▶ Exercise aim
Quote the listing below in its entirety.

▶ Supplied material
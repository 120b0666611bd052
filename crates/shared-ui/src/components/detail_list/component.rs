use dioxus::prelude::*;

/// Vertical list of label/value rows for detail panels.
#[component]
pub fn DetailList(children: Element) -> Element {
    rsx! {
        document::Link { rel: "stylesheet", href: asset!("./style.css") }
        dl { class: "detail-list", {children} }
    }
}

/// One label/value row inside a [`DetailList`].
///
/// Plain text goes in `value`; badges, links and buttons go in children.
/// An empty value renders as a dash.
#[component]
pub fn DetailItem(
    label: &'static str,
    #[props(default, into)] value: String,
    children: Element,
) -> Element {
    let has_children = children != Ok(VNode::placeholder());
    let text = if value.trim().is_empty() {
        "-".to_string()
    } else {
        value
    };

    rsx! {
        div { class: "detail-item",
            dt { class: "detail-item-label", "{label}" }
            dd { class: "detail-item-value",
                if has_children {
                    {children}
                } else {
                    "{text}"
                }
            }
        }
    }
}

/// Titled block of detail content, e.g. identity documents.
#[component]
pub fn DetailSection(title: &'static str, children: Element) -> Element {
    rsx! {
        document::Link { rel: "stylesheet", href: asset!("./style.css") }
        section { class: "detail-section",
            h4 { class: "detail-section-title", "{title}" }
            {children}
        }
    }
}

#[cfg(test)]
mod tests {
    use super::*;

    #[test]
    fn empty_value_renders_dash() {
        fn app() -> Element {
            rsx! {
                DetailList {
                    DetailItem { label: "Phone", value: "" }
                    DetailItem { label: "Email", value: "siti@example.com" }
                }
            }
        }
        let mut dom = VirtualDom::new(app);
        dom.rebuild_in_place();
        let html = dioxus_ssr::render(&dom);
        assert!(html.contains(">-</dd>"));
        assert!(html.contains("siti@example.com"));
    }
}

▶ Answer section
repository 120b0666611bd052
filename crates/shared-ui/src/components/detail_list/component.rs
use dioxus::prelude::*;

/// Vertical list of label/value rows for detail panels.
#[component]
pub fn DetailList(children: Element) -> Element {
    rsx! {
        document::Link { rel: "stylesheet", href: asset!("./style.css") }
        dl { class: "detail-list", {children} }
    }
}

/// One label/value row inside a [`DetailList`].
///
/// Plain text goes in `value`; badges, links and buttons go in children.
/// An empty value renders as a dash.
#[component]
pub fn DetailItem(
    label: &'static str,
    #[props(default, into)] value: String,
    children: Element,
) -> Element {
    let has_children = children != Ok(VNode::placeholder());
    let text = if value.trim().is_empty() {
        "-".to_string()
    } else {
        value
    };

    rsx! {
        div { class: "detail-item",
            dt { class: "detail-item-label", "{label}" }
            dd { class: "detail-item-value",
                if has_children {
                    {children}
                } else {
                    "{text}"
                }
            }
        }
    }
}

/// Titled block of detail content, e.g. identity documents.
#[component]
pub fn DetailSection(title: &'static str, children: Element) -> Element {
    rsx! {
        document::Link { rel: "stylesheet", href: asset!("./style.css") }
        section { class: "detail-section",
            h4 { class: "detail-section-title", "{title}" }
            {children}
        }
    }
}

#[cfg(test)]
mod tests {
    use super::*;

    #[test]
    fn empty_value_renders_dash() {
        fn app() -> Element {
            rsx! {
                DetailList {
                    DetailItem { label: "Phone", value: "" }
                    DetailItem { label: "Email", value: "siti@example.com" }
                }
            }
        }
        let mut dom = VirtualDom::new(app);
        dom.rebuild_in_place();
        let html = dioxus_ssr::render(&dom);
        assert!(html.contains(">-</dd>"));
        assert!(html.contains("siti@example.com"));
    }
}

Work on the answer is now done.